I finally made it to the Alamo Drafthouse Sommelier Cinema last week to see The Seven Year Itch for the first time. Yes, I'm admitting that I'd failed until now to see the Billy Wilder film that inspired the most iconic image of Marilyn Monroe, standing with her dress being blown up by a subway grate. It was interesting to observe that the full-length image did not actually appear in the film. Despite the hype and humor of The Seven Year Itch, the film is my least favorite of Wilder's work. I found the lead character's habit of verbalizing his internal monologue to be rather annoying and unattractive. By far my favorite Wilder movie starring Marilyn Monroe is Some Like It Hot with Tony Curtis and Jack Lemmon, a rip-roaring funny film that I never tire of watching.

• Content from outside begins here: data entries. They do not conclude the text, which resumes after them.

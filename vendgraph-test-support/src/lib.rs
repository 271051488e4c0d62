//! Shared test utilities used across vendgraph crates.

pub mod tracing {
    //! Recording layer utilities for capturing events in tests.
    use std::collections::HashMap;
    use std::fmt;
    use std::sync::{Arc, Mutex, PoisonError};

    use tracing::field::{Field, Visit};
    use tracing::{Event, Level, Subscriber};
    use tracing_subscriber::Layer;
    use tracing_subscriber::layer::{Context, SubscriberExt};

    /// Layer that stores every emitted event so tests can assert on
    /// structured diagnostics.
    #[derive(Clone, Default)]
    pub struct RecordingLayer {
        events: Arc<Mutex<Vec<EventRecord>>>,
    }

    impl RecordingLayer {
        /// Returns a snapshot of the recorded events in emission order.
        ///
        /// # Examples
        /// ```
        /// use vendgraph_test_support::tracing::RecordingLayer;
        ///
        /// let layer = RecordingLayer::default();
        /// assert!(layer.events().is_empty());
        /// ```
        #[must_use]
        pub fn events(&self) -> Vec<EventRecord> {
            self.events
                .lock()
                .unwrap_or_else(PoisonError::into_inner)
                .clone()
        }

        /// Returns the recorded events whose `message` field equals `message`.
        #[must_use]
        pub fn events_with_message(&self, message: &str) -> Vec<EventRecord> {
            self.events()
                .into_iter()
                .filter(|event| event.message() == Some(message))
                .collect()
        }
    }

    /// Snapshot of an emitted tracing event.
    #[derive(Debug, Clone, PartialEq, Eq)]
    pub struct EventRecord {
        /// Log level associated with the event.
        pub level: Level,
        /// Event target extracted from the metadata.
        pub target: String,
        /// Structured fields attached to the event, rendered as strings.
        pub fields: HashMap<String, String>,
    }

    impl EventRecord {
        /// The event's human-readable message, if any.
        #[must_use]
        pub fn message(&self) -> Option<&str> {
            self.fields.get("message").map(String::as_str)
        }

        /// The rendered value of `name`, if the event carried that field.
        #[must_use]
        pub fn field(&self, name: &str) -> Option<&str> {
            self.fields.get(name).map(String::as_str)
        }
    }

    impl<S: Subscriber> Layer<S> for RecordingLayer {
        fn on_event(&self, event: &Event<'_>, _ctx: Context<'_, S>) {
            let mut fields = HashMap::new();
            event.record(&mut FieldRecorder {
                fields: &mut fields,
            });
            self.events
                .lock()
                .unwrap_or_else(PoisonError::into_inner)
                .push(EventRecord {
                    level: *event.metadata().level(),
                    target: event.metadata().target().to_owned(),
                    fields,
                });
        }
    }

    /// Runs `f` with a thread-local subscriber that records every event,
    /// returning the closure's output alongside the recording layer.
    ///
    /// # Examples
    /// ```
    /// use vendgraph_test_support::tracing::record_events;
    ///
    /// let (value, layer) = record_events(|| {
    ///     tracing::info!(answer = 42, "computed");
    ///     7
    /// });
    /// assert_eq!(value, 7);
    /// let events = layer.events_with_message("computed");
    /// assert_eq!(events.len(), 1);
    /// assert_eq!(events[0].field("answer"), Some("42"));
    /// ```
    pub fn record_events<T>(f: impl FnOnce() -> T) -> (T, RecordingLayer) {
        let layer = RecordingLayer::default();
        let subscriber = tracing_subscriber::registry()
            .with(tracing_subscriber::filter::LevelFilter::TRACE)
            .with(layer.clone());
        let value = tracing::subscriber::with_default(subscriber, f);
        (value, layer)
    }

    struct FieldRecorder<'a> {
        fields: &'a mut HashMap<String, String>,
    }

    impl Visit for FieldRecorder<'_> {
        fn record_debug(&mut self, field: &Field, value: &dyn fmt::Debug) {
            self.fields
                .insert(field.name().to_owned(), format!("{value:?}"));
        }

        fn record_str(&mut self, field: &Field, value: &str) {
            self.fields
                .insert(field.name().to_owned(), value.to_owned());
        }

        fn record_u64(&mut self, field: &Field, value: u64) {
            self.fields
                .insert(field.name().to_owned(), value.to_string());
        }

        fn record_i64(&mut self, field: &Field, value: i64) {
            self.fields
                .insert(field.name().to_owned(), value.to_string());
        }

        fn record_f64(&mut self, field: &Field, value: f64) {
            self.fields
                .insert(field.name().to_owned(), value.to_string());
        }

        fn record_bool(&mut self, field: &Field, value: bool) {
            self.fields
                .insert(field.name().to_owned(), value.to_string());
        }
    }
}

pub mod property;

Despite my lack of enthusiasm for The Seven Year Itch, I thoroughly enjoyed the experience thanks to the great program put together by Alamo Drafthouse Sommelier Cinema host Daniel Metz. The guest sommelier was Eric Pelegrin of Travis Heights Beverage World, who paired the wines to the film. Pelegrin was joined by Kendall Antonelli of Antonelli's Cheese Shop, who matched tasty American cheeses to the wines. My favorite pairing of the evening was the Caves de Sancerre "Les Rochettes" 2009 with the Uplands Cheese Company Pleasant Ridge Reserve cheese. The refreshingly light and modestly sweet Selbach Riesling Kabinett 2008 won me over, and I also enjoyed the Central Coast Creamery Seascape, a firm cow/goat cheese. Check out more photos from Sommelier Cinema after the jump.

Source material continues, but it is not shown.